Tom, in your opinion, should a DBA keep an active eye (or 2) out for programmers not using bind variables in their code ?
which may involve having to view their source code (pl/sql , java, vb...) if the BV information is not readily apparent. Should the DBA take it up then with the managers ?
Thanks


Tom Kyte
October 03, 2002 - 6:36 pm UTC

YES, definitely YES.

You don't need to read the code. You'll find it in TEST by querying the v$ tables easily. You'll find it in TEST when you hit lots of library latch contention. (what, you don't have test? back to square one then)

see
</code> http://asktom.oracle.com/pls/asktom/f?p=100:11:::::P11_QUESTION_ID:1163635055580 <code>

and yes, you need to speak to THEM first (not their manager, give them a chance, teach them why this is bad). then talk to their mgr ;)

A dba has the responsibility to make sure the DB is being utilized properly.

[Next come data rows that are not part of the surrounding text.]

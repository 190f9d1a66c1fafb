//! metronome - slider controller for a Pure Data metronome patch
//!
//! The beat itself comes from a Pd patch. This crate maps slider steps to
//! tempo and volume, keeps the controller state, and sends the patch
//! named float messages.

pub mod config;
pub mod control;
pub mod mapping;
pub mod patch;
pub mod session;
pub mod ui;

pub use config::MetronomeConfig;
pub use mapping::{Curve, StepValueMapper, STEP_RANGE};
pub use session::Session;
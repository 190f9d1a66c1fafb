//! Slider model with a silent setter

use crate::mapping::STEP_RANGE;

/// A bounded integer slider
///
/// User moves report the new position so the caller can forward it.
/// Programmatic moves through [`set_silently`](Self::set_silently) report
/// nothing, which keeps a value typed elsewhere from bouncing back
/// through the slider's curve.
#[derive(Debug, Clone, Copy, PartialEq, Eq)]
pub struct Slider {
    step: i32,
}

impl Slider {
    pub fn new(step: i32) -> Self {
        Self {
            step: step.clamp(0, STEP_RANGE),
        }
    }

    pub fn step(&self) -> i32 {
        self.step
    }

    /// Move to `step`; returns the new position if it changed
    pub fn set(&mut self, step: i32) -> Option<i32> {
        let step = step.clamp(0, STEP_RANGE);
        if step == self.step {
            return None;
        }
        self.step = step;
        Some(step)
    }

    /// Move by `delta` steps; returns the new position if it changed
    pub fn nudge(&mut self, delta: i32) -> Option<i32> {
        self.set(self.step.saturating_add(delta))
    }

    /// Move to `step` without reporting a change
    pub fn set_silently(&mut self, step: i32) {
        self.step = step.clamp(0, STEP_RANGE);
    }

    /// Position as a fraction of the track, 0.0 to 1.0
    pub fn fraction(&self) -> f64 {
        self.step as f64 / STEP_RANGE as f64
    }
}
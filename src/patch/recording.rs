//! In-memory sink

use tracing::debug;

use super::{Message, PatchError, PatchSink};

/// Keeps every message instead of delivering it
///
/// Lets a host or a test inspect the traffic a session produces.
#[derive(Debug, Default)]
pub struct RecordingSink {
    messages: Vec<Message>,
}

impl RecordingSink {
    pub fn new() -> Self {
        Self::default()
    }

    /// Everything sent so far, oldest first
    pub fn messages(&self) -> &[Message] {
        &self.messages
    }

    /// Most recent float sent to `dest`
    pub fn last_float(&self, dest: &str) -> Option<f32> {
        self.messages.iter().rev().find_map(|m| match m {
            Message::Float { dest: d, value } if d == dest => Some(*value),
            _ => None,
        })
    }

    /// Forget everything recorded so far
    pub fn clear(&mut self) {
        self.messages.clear();
    }
}

impl PatchSink for RecordingSink {
    fn send(&mut self, message: Message) -> Result<(), PatchError> {
        debug!(?message, "recorded");
        self.messages.push(message);
        Ok(())
    }
}
//! Vertical slider widget for ratatui

use ratatui::{
    buffer::Buffer,
    layout::Rect,
    style::Style,
    widgets::{Block, Widget},
};

/// A vertical track filled from the bottom up to the slider position
pub struct VerticalSlider<'a> {
    fraction: f64,
    style: Style,
    track_style: Style,
    block: Option<Block<'a>>,
}

impl<'a> VerticalSlider<'a> {
    pub fn new(fraction: f64) -> Self {
        Self {
            fraction: fraction.clamp(0.0, 1.0),
            style: Style::default(),
            track_style: Style::default(),
            block: None,
        }
    }

    pub fn style(mut self, style: Style) -> Self {
        self.style = style;
        self
    }

    pub fn track_style(mut self, style: Style) -> Self {
        self.track_style = style;
        self
    }

    pub fn block(mut self, block: Block<'a>) -> Self {
        self.block = Some(block);
        self
    }

    /// Rows filled for a track `height` rows tall
    fn filled_rows(&self, height: u16) -> u16 {
        (self.fraction * height as f64).round() as u16
    }

    fn render_track(&self, area: Rect, buf: &mut Buffer) {
        if area.width == 0 || area.height == 0 {
            return;
        }

        let filled = self.filled_rows(area.height);
        // three columns wide, centered
        let width = area.width.min(3);
        let x0 = area.x + (area.width - width) / 2;
        let bottom = area.y + area.height - 1;

        for row in 0..area.height {
            let y = bottom - row;
            let (symbol, style) = if row < filled {
                ("█", self.style)
            } else {
                ("│", self.track_style)
            };
            for dx in 0..width {
                let symbol = if row < filled || dx == width / 2 { symbol } else { " " };
                buf.set_string(x0 + dx, y, symbol, style);
            }
        }
    }
}

impl Widget for VerticalSlider<'_> {
    fn render(self, area: Rect, buf: &mut Buffer) {
        let inner = match &self.block {
            Some(block) => {
                let inner = block.inner(area);
                block.clone().render(area, buf);
                inner
            }
            None => area,
        };
        self.render_track(inner, buf);
    }
}

#[cfg(test)]
mod tests {
    use super::*;
    use ratatui::widgets::Borders;

    fn render(fraction: f64, height: u16) -> Buffer {
        let area = Rect::new(0, 0, 3, height);
        let mut buf = Buffer::empty(area);
        VerticalSlider::new(fraction).render(area, &mut buf);
        buf
    }

    fn symbol(buf: &Buffer, x: u16, y: u16) -> &str {
        buf[(x, y)].symbol()
    }

    #[test]
    fn test_half_filled() {
        let buf = render(0.5, 10);
        assert_eq!(symbol(&buf, 1, 9), "█");
        assert_eq!(symbol(&buf, 1, 5), "█");
        assert_eq!(symbol(&buf, 1, 4), "│");
        assert_eq!(symbol(&buf, 0, 4), " ");
    }

    #[test]
    fn test_empty_and_full() {
        let empty = render(0.0, 4);
        assert_eq!(symbol(&empty, 1, 3), "│");

        let full = render(1.0, 4);
        assert_eq!(symbol(&full, 0, 0), "█");
    }

    #[test]
    fn test_fraction_clamped() {
        assert_eq!(VerticalSlider::new(7.0).filled_rows(10), 10);
        assert_eq!(VerticalSlider::new(-1.0).filled_rows(10), 0);
    }

    #[test]
    fn test_block_wraps_track() {
        let area = Rect::new(0, 0, 5, 6);
        let mut buf = Buffer::empty(area);
        VerticalSlider::new(1.0)
            .block(Block::default().borders(Borders::ALL))
            .render(area, &mut buf);

        assert_eq!(symbol(&buf, 0, 0), "┌");
        assert_eq!(symbol(&buf, 0, 5), "└");
        // track fills the 3x4 inside only
        assert_eq!(symbol(&buf, 1, 1), "█");
        assert_eq!(symbol(&buf, 3, 4), "█");
        assert_eq!(symbol(&buf, 2, 5), "─");
    }

    #[test]
    fn test_zero_area_is_noop() {
        let area = Rect::new(0, 0, 0, 0);
        let mut buf = Buffer::empty(area);
        VerticalSlider::new(0.5).render(area, &mut buf);
    }
}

ETL process and shellscripts

A reader, October 03, 2002 - 2:25 pm UTC

Hi Tom

you said shell scripts is not very good idea for ETL processes but then how would we code them?

Currently we use extensively combinations between

Shell scripts
PL/SQL, SQL scripts
PL/SQL Stored procedures
PRO*C
ETI*Extract (this generates shell scripts code)
SQL*PLUS
SQL*Loader
BMC Control-M

Mainly Shell scripts calls the tools and get the return codes

If these tools are not used I wonder in what language should we code ETL processes?


Tom Kyte
October 03, 2002 - 6:41 pm UTC

shell scripts call tools -- so the shell scripts do almost nothing. the shell scripts aren't doing ETL, they are just being used like JCL on a mainframe would be -- to execute programs.